Sabotage by Anastasia Nesvetailova
Author:Anastasia Nesvetailova [Nesvetailova, Anastasia and Palan, Ronen]
Language: eng
Format: epub
Publisher: PublicAffairs
Published: 2020-01-28T00:00:00+00:00
BARCLAYS GETS THE UPPER HAND
It is less clear what motivated Barclays to pursue the bidding for ABN AMRO for so long. Barclays knew that RBS was about to buy an overvalued ABN, but as long as Barclays stayed in the race, the costs for its rival would remain high. This, in turn, came to the benefit of ABN’s hedge fund shareholders and surely also to Barclays. Retrospective evaluation of the RBS books shows that without the acquisition of ABN the Scottish bank would have more or less broken even between 2008 and the first half of 2009. ABN accounted for 75–144 per cent (depending on different estimates) of the combined group’s operating losses in the same period.29
So did Barclays put RBS on the path to collapse? It may be that Barclays played a very clever game. Or perhaps it was sheer good luck. Barclays certainly appears to have tried to compete with RBS. Barclays Capital, for instance, sought to rally several hedge funds to weaken the consortium partner Fortis by short-selling its shares ‘and kill its planned €13.5bn rights issue’.30 This could have destroyed the position of the consortium, but the strategy failed because most hedge funds were betting in favour of ABN shares and preferred that the RBS consortium keep their price high.

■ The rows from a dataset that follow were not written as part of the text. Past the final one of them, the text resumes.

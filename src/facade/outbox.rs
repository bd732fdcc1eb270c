use std::sync::Arc;

use http::HeaderMap;
use serde::Deserialize;
use tokio::sync::Mutex;
use tracing::{info, warn};
use uuid::Uuid;

use crate::config::OutboxConfig;
use crate::core::{CapturedEntry, OutboxError, Payload, Result, filter_headers};
use crate::forward::ForwardClient;
use crate::storage::EntryStore;

/// Operator batch: ids approved for forwarding and ids to discard.
/// Either list may be empty, overlap, or name ids that no longer exist.
#[derive(Debug, Clone, Default, Deserialize)]
pub struct ManageCommand {
    #[serde(default)]
    pub allowed: Vec<String>,
    #[serde(default)]
    pub deleted: Vec<String>,
}

/// The captured-request lifecycle manager: owns the entry store and
/// drives capture, release/delete, and the inspection snapshot.
pub struct RequestOutbox {
    store: Arc<EntryStore>,
    forwarder: Arc<dyn ForwardClient>,
    config: OutboxConfig,
    /// Serializes manage batches so two concurrent batches cannot both
    /// forward the same entry. Held across a whole batch; the store
    /// lock is still only taken around lookups and removals.
    manage_gate: Mutex<()>,
}

impl RequestOutbox {
    pub fn new(config: OutboxConfig, forwarder: Arc<dyn ForwardClient>) -> Self {
        Self {
            store: Arc::new(EntryStore::new()),
            forwarder,
            config,
            manage_gate: Mutex::new(()),
        }
    }

    /// Shared handle to the store, for the eviction sweeper.
    pub fn store(&self) -> Arc<EntryStore> {
        Arc::clone(&self.store)
    }

    pub fn config(&self) -> &OutboxConfig {
        &self.config
    }

    /// Record an inbound request. No forward happens here; the entry
    /// waits in the store until released, deleted, or evicted.
    pub async fn capture(
        &self,
        method: &str,
        target_url: Option<&str>,
        headers: &HeaderMap,
        body: Payload,
    ) -> Result<Arc<CapturedEntry>> {
        let target_url = match target_url {
            Some(url) if !url.trim().is_empty() => url.to_string(),
            _ => return Err(OutboxError::MissingTarget),
        };
        let headers = filter_headers(headers, &self.config.forward_headers);
        let entry = CapturedEntry::new(method.to_string(), target_url, headers, body);
        let entry = self.store.insert(entry).await?;
        info!(id = %entry.id, request = %entry.request_line(), "captured request");
        Ok(entry)
    }

    /// Apply an operator batch: forward `allowed` in the order given,
    /// then drop `deleted`.
    ///
    /// Forwarding is sequential by design: a transport failure aborts
    /// the remainder of `allowed` and leaves `deleted` unprocessed, so
    /// the store afterwards is a deterministic, inspectable remainder.
    /// Absent or unparseable ids are skipped without error.
    pub async fn manage(&self, command: ManageCommand) -> Result<()> {
        let _gate = self.manage_gate.lock().await;
        info!(
            allowed = command.allowed.len(),
            deleted = command.deleted.len(),
            "received manage batch"
        );

        for id in parse_ids(&command.allowed) {
            // Absent means already evicted or removed; nothing to do.
            let Some(entry) = self.store.get(&id).await else {
                continue;
            };
            self.release(&entry).await?;
        }

        for id in parse_ids(&command.deleted) {
            if self.store.remove(&id).await.is_some() {
                info!(%id, "deleted entry");
            }
        }

        let remaining = self.store.len().await;
        info!(remaining, "manage batch applied");
        Ok(())
    }

    /// Forward one entry and remove it. The entry is removed on any
    /// completed call, delivery-failure statuses included; the store
    /// tracks pending disposition, not delivery success.
    async fn release(&self, entry: &CapturedEntry) -> Result<()> {
        let receipt = self.forwarder.forward(entry).await?;
        if receipt.status >= 400 {
            warn!(
                id = %entry.id,
                status = receipt.status,
                response = %receipt.body,
                "forward target answered with error status"
            );
        } else {
            info!(id = %entry.id, status = receipt.status, "forwarded entry");
        }
        self.store.remove(&entry.id).await;
        Ok(())
    }

    /// Snapshot of the current entries, most recent capture first.
    /// Read-only; successive snapshots may differ as traffic arrives.
    pub async fn entries(&self) -> Vec<Arc<CapturedEntry>> {
        let mut entries = self.store.snapshot().await;
        entries.sort_by(|a, b| b.captured_on.cmp(&a.captured_on));
        entries
    }
}

fn parse_ids(raw: &[String]) -> impl Iterator<Item = Uuid> + '_ {
    raw.iter().filter_map(|id| Uuid::parse_str(id).ok())
}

In any case, by August 2007 Barclays’ own share price fell, reducing the value of its share-based offer even more. The British lender required the Bank of England stand-by facility to borrow an unusually high amount of £1.6bn at a penal rate of 6.75 per cent.31 Although Barclays blamed the liquidity injection on a technical breakdown in the clearing system, it was the second time in two weeks that Barclays had to rely on the mechanism. Days prior to the drop in share price, several leading figures left Barclays Capital. They were in charge of collateralized debt obligations (CDOs) and the construction of structured investment vehicles (SIVs).32 A departure of high-ranking staff sent jitters through the global financial markets and was an early indicator of Barclays’s exposure towards toxic American debt. This was confirmed a few months later when Barclays had to raise capital to avoid a government bailout. Starting in June 2008, it received a total of £6.1bn in two payments, from Qatari and Singaporean investors.33
As the Barclays share price dropped, it could no longer compete with the RBS-led consortium. Yet although Barclays knew what was on the books of ABN – more toxic debt – it kept its position in the race for ABN up to October 2007. Observers at the time were puzzled. The Telegraph wrote: ‘It seems extraordinary that Barclays and RBS are so desperate to buy this second division bank at such a massive premium when the world’s best banks, such as Goldman Sachs and Morgan Stanley, are off 14pc and 27pc respectively in the past month.’34 Most experts agreed that ABN’s share price had been overvalued because of the bidding competition. It was estimated: ‘Without the bid interest ABN shares would probably plummet 40pc.